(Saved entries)
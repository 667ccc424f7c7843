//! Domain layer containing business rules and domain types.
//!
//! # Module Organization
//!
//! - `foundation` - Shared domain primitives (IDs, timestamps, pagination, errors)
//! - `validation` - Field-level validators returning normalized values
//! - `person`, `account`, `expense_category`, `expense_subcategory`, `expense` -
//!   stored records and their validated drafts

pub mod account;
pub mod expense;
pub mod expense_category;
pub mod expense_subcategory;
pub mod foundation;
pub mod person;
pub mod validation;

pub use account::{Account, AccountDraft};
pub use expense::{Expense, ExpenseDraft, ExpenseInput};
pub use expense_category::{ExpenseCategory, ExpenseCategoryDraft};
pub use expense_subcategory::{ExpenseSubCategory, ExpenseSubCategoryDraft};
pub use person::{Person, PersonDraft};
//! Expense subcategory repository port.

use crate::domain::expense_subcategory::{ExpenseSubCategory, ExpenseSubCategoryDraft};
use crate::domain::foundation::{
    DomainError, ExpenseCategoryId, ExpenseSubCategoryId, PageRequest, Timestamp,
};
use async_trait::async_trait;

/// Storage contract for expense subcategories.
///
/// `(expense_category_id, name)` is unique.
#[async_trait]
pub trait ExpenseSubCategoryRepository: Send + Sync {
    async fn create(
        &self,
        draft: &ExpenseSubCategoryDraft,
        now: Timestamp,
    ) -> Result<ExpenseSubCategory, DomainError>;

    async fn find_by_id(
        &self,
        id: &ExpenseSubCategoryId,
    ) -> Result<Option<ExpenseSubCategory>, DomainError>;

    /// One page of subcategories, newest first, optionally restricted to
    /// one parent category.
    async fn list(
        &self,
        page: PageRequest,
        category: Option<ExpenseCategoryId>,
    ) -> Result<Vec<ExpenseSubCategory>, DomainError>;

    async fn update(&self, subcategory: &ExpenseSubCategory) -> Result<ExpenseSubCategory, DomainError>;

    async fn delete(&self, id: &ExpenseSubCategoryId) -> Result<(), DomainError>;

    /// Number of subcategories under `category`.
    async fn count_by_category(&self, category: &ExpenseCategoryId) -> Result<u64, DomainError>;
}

* * *

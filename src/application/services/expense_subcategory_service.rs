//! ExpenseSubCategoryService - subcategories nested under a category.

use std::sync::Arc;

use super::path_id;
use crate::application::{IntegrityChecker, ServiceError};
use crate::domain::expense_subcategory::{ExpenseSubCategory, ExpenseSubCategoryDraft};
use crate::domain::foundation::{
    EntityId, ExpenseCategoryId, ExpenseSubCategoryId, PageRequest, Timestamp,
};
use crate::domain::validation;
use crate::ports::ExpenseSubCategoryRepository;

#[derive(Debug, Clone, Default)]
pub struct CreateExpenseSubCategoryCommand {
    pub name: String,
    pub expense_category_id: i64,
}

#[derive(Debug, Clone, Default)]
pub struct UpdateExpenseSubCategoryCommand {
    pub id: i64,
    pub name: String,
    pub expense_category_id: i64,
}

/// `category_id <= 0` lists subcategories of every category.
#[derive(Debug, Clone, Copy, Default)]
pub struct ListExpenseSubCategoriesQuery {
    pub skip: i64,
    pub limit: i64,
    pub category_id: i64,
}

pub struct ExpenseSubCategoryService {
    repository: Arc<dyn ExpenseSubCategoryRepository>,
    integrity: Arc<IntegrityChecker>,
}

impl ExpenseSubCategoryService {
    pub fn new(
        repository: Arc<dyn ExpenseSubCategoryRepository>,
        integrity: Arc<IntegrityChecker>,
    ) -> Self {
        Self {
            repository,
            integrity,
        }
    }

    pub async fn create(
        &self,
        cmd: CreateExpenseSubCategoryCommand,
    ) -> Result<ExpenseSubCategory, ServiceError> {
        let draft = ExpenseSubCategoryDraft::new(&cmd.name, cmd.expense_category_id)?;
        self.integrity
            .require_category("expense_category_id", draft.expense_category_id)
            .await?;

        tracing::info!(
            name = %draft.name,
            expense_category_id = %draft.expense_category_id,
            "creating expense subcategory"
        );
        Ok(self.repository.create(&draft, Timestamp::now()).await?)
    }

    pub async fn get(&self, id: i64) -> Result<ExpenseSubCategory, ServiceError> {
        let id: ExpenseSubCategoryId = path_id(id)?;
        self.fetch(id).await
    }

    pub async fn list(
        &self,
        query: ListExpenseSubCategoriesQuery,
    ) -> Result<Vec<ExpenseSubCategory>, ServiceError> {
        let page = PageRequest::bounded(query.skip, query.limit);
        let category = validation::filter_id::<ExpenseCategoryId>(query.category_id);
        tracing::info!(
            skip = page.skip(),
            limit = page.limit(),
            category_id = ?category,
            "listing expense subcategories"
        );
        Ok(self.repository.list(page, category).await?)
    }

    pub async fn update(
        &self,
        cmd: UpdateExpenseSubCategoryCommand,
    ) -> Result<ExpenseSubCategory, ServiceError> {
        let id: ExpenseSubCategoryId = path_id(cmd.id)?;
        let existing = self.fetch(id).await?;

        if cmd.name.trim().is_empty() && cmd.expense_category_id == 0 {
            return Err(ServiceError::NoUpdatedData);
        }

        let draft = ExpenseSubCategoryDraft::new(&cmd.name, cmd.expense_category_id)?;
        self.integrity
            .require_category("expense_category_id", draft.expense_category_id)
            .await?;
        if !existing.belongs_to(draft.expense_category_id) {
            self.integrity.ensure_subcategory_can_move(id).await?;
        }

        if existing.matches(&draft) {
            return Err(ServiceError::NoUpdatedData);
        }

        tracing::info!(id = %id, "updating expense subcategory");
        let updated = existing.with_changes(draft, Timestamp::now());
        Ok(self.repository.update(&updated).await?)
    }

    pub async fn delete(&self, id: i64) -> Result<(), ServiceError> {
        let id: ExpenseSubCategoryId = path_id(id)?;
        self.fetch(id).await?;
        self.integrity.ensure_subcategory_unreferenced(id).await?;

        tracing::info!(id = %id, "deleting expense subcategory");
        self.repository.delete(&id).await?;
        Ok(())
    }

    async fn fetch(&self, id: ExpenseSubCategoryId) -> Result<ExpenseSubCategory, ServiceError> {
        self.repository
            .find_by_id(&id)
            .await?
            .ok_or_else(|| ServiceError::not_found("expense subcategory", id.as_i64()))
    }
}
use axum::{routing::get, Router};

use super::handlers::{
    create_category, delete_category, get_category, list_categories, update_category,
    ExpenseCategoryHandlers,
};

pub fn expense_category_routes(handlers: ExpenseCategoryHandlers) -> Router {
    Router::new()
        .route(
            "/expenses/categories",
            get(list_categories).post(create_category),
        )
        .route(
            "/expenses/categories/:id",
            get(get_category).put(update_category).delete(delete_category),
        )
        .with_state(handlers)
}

Task description: Go through the records above and return each line in which the word "tracing" occurs.

Exercise answer:
        tracing::info!(
        tracing::info!(
        tracing::info!(id = %id, "updating expense subcategory");
        tracing::info!(id = %id, "deleting expense subcategory");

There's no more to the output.